1. Male or female subjects, ≥ 18 years
2. Histologically or cytologically confirmed, unresectable locally advanced or metastatic solid tumors or lymphomas
3. Subjects who progressed or are intolerant to existing standard therapy or subjects without standard therapy Note: Subjects may have received and failed prior therapy with a PD-1/PD-L1 inhibitor and be considered eligible for this trial.
4. Subjects with at least one measurable lesion according to RECIST v1.1 for solid tumor or Lugano 2014 for lymphoma
5. Eastern Cooperative Oncology Group performance status (ECOG PS) of 0 or 1.
6. Expected survival time ≥ 3 months.

Exclusion Criteria:

1. Subjects with history of or known active seizure disorder, brain metastases, spinal cord compression, or carcinomatous meningitis, or new evidence of brain or leptomeningeal disease.

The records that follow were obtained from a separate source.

use assert_cmd::cargo::cargo_bin_cmd;
use serde_json::Value;
use std::error::Error;
use std::path::{Path, PathBuf};
use tempfile::tempdir;

#[test]
fn window_returns_sorted_signals_and_assessment() -> Result<(), Box<dyn Error>> {
    let dir = tempdir()?;
    let db = dir.path().join("vitals.db");
    let patient = seed(&db)?;

    let json = run_json(&[
        "window",
        "--config",
        &sample_path("test_data/vitals.toml"),
        "--database",
        db.to_str().expect("utf8 path"),
        "--patient",
        &patient,
        "--step",
        "0",
    ])?;
    let ecg: Vec<f64> = serde_json::from_value(json["ecg"].clone())?;
    assert_eq!(ecg, vec![0.0, 0.1, 0.2, 0.8, 0.3, 0.3]);
    let resp: Vec<f64> = serde_json::from_value(json["resp"].clone())?;
    assert_eq!(resp, vec![0.5, 0.6, 0.55]);
    assert_eq!(json["effective_step"], 0);
    assert_close(json["assessment"]["margin"].as_f64().unwrap(), 150.0, 1e-6);
    assert_eq!(json["assessment"]["is_anomalous"], false);
    assert_eq!(json["status"], "normal");
    assert!(json.get("figures").is_none());
    Ok(())
}

#[test]
fn manual_margin_flags_and_records_detection() -> Result<(), Box<dyn Error>> {
    let dir = tempdir()?;
    let db = dir.path().join("vitals.db");
    let patient = seed(&db)?;
    let db_arg = db.to_str().expect("utf8 path");

    let json = run_json(&[
        "window",
        "--config",
        &sample_path("test_data/vitals.toml"),
        "--database",
        db_arg,
        "--patient",
        &patient,
        "--step",
        "0",
        "--margin",
        "100",
        "--record",
        "--figure",
    ])?;
    assert_eq!(json["status"], "anomalous");
    assert_eq!(json["anomalous_pairs"], serde_json::json!([2, 3]));
    assert_eq!(json["detection"]["patient_id"], patient.as_str());
    assert_eq!(json["figures"].as_array().map(Vec::len), Some(2));

    let output = cargo_bin_cmd!("vitals")
        .args(["detections", "--database", db_arg, "--patient", &patient])
        .assert()
        .success()
        .get_output()
        .stdout
        .clone();
    let lines = String::from_utf8(output)?;
    assert_eq!(lines.lines().count(), 1);
    Ok(())
}

#[test]
fn window_before_any_sample_is_empty() -> Result<(), Box<dyn Error>> {
    let dir = tempdir()?;
    let db = dir.path().join("vitals.db");
    let patient = seed(&db)?;

    let json = run_json(&[
        "window",
        "--config",
        &sample_path("test_data/vitals.toml"),
        "--database",
        db.to_str().expect("utf8 path"),
        "--patient",
        &patient,
        "--step",
        "-100000",
    ])?;
    assert_eq!(json["ecg"], serde_json::json!([]));
    assert_eq!(json["resp"], serde_json::json!([]));
    assert_eq!(json["assessment"]["margin"].as_f64(), Some(0.0));
    assert_eq!(json["status"], "normal");
    Ok(())
}

#[test]
fn clamped_config_pins_negative_step_to_origin() -> Result<(), Box<dyn Error>> {
    let dir = tempdir()?;
    let db = dir.path().join("vitals.db");
    let patient = seed(&db)?;

    let json = run_json(&[
        "window",
        "--config",
        &sample_path("test_data/vitals_clamped.toml"),
        "--database",
        db.to_str().expect("utf8 path"),
        "--patient",
        &patient,
        "--step",
        "-100000",
    ])?;
    assert_eq!(json["step"], -100000);
    assert_eq!(json["effective_step"], 0);
    assert_eq!(json["ecg"].as_array().map(Vec::len), Some(6));
    Ok(())
}

#[test]
fn missing_database_reports_data_unavailable() -> Result<(), Box<dyn Error>> {
    let dir = tempdir()?;
    let db = dir.path().join("absent.db");
    let output = cargo_bin_cmd!("vitals")
        .args([
            "window",
            "--config",
            &sample_path("test_data/vitals.toml"),
            "--database",
            db.to_str().expect("utf8 path"),
            "--patient",
            "0da28d88-932c-4e16-bb3d-82aad9de4e51",
        ])
        .assert()
        .failure()
        .get_output()
        .stdout
        .clone();
    let json: Value = serde_json::from_slice(&output)?;
    assert_eq!(json["status"], "data_unavailable");
    assert_eq!(json["step"], 1875);
    Ok(())
}

#[test]
fn extent_reports_stored_range() -> Result<(), Box<dyn Error>> {
    let dir = tempdir()?;
    let db = dir.path().join("vitals.db");
    let patient = seed(&db)?;
    let json = run_json(&[
        "extent",
        "--database",
        db.to_str().expect("utf8 path"),
        "--patient",
        &patient,
        "--channel",
        "ecg",
    ])?;
    assert_eq!(json["count"], 6);
    assert!(json["first"]
        .as_str()
        .map(|s| s.starts_with("2024-12-14T22:04:51.76"))
        .unwrap_or(false));
    Ok(())
}

#[test]
fn ingest_refuses_unstorable_timestamps() -> Result<(), Box<dyn Error>> {
    let dir = tempdir()?;
    let db = dir.path().join("vitals.db");
    let patient = seed(&db)?;
    let csv = dir.path().join("early.csv");
    std::fs::write(&csv, "timestamp,value\n1600-01-01T00:00:00Z,0.5\n")?;
    cargo_bin_cmd!("vitals")
        .args([
            "ingest",
            "--database",
            db.to_str().expect("utf8 path"),
            "--patient",
            &patient,
            "--channel",
            "ecg",
            "--csv",
            csv.to_str().expect("utf8 path"),
        ])
        .assert()
        .failure();
    let json = run_json(&[
        "extent",
        "--database",
        db.to_str().expect("utf8 path"),
        "--patient",
        &patient,
    ])?;
    assert_eq!(json["count"], 6);
    Ok(())
}

/// Create a database with one patient, six ECG rows and three respiration rows.
fn seed(db: &Path) -> Result<String, Box<dyn Error>> {
    let db_arg = db.to_str().expect("utf8 path");
    cargo_bin_cmd!("vitals")
        .args(["init", "--database", db_arg])
        .assert()
        .success();
    let patient = run_json(&[
        "patient-add",
        "--database",
        db_arg,
        "--first-name",
        "Baby",
        "--last-name",
        "Doe",
        "--birth-date",
        "2024-12-10",
        "--gender",
        "other",
    ])?;
    let id = patient["id"].as_str().expect("patient id").to_string();
    cargo_bin_cmd!("vitals")
        .args([
            "ingest",
            "--database",
            db_arg,
            "--patient",
            &id,
            "--channel",
            "ecg",
            "--csv",
            &sample_path("test_data/ecg_window.csv"),
        ])
        .assert()
        .success();
    cargo_bin_cmd!("vitals")
        .args([
            "ingest",
            "--config",
            &sample_path("test_data/vitals.toml"),
            "--database",
            db_arg,
            "--patient",
            &id,
            "--channel",
            "resp",
            "--values",
            &sample_path("test_data/resp_values.txt"),
            "--start",
            "2024-12-14T22:04:51.760Z",
        ])
        .assert()
        .success();
    Ok(id)
}

fn run_json(args: &[&str]) -> Result<Value, Box<dyn Error>> {
    let output = cargo_bin_cmd!("vitals")
        .args(args)
        .assert()
        .success()
        .get_output()
        .stdout
        .clone();
    Ok(serde_json::from_slice(&output)?)
}

fn assert_close(a: f64, b: f64, tol: f64) {
    let diff = (a - b).abs();
    assert!(
        diff <= tol,
        "diff {} exceeded tol {} ({} vs {})",
        diff,
        tol,
        a,
        b
    );
}

fn sample_path(relative: &str) -> String {
    PathBuf::from(env!("CARGO_MANIFEST_DIR"))
        .parent()
        .and_then(|p| p.parent())
        .expect("workspace root")
        .join(relative)
        .to_string_lossy()
        .to_string()
}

2. Subjects with active thrombosis, or a history of deep vein thrombosis (DVT) or pulmonary embolism (PE) within 4 weeks prior to first administration of study drug unless adequately treated and considered by the Investigator to be stable.
3. Active uncontrolled bleeding or a known bleeding diathesis.
4. Subjects with massive pleural effusion or massive ascites.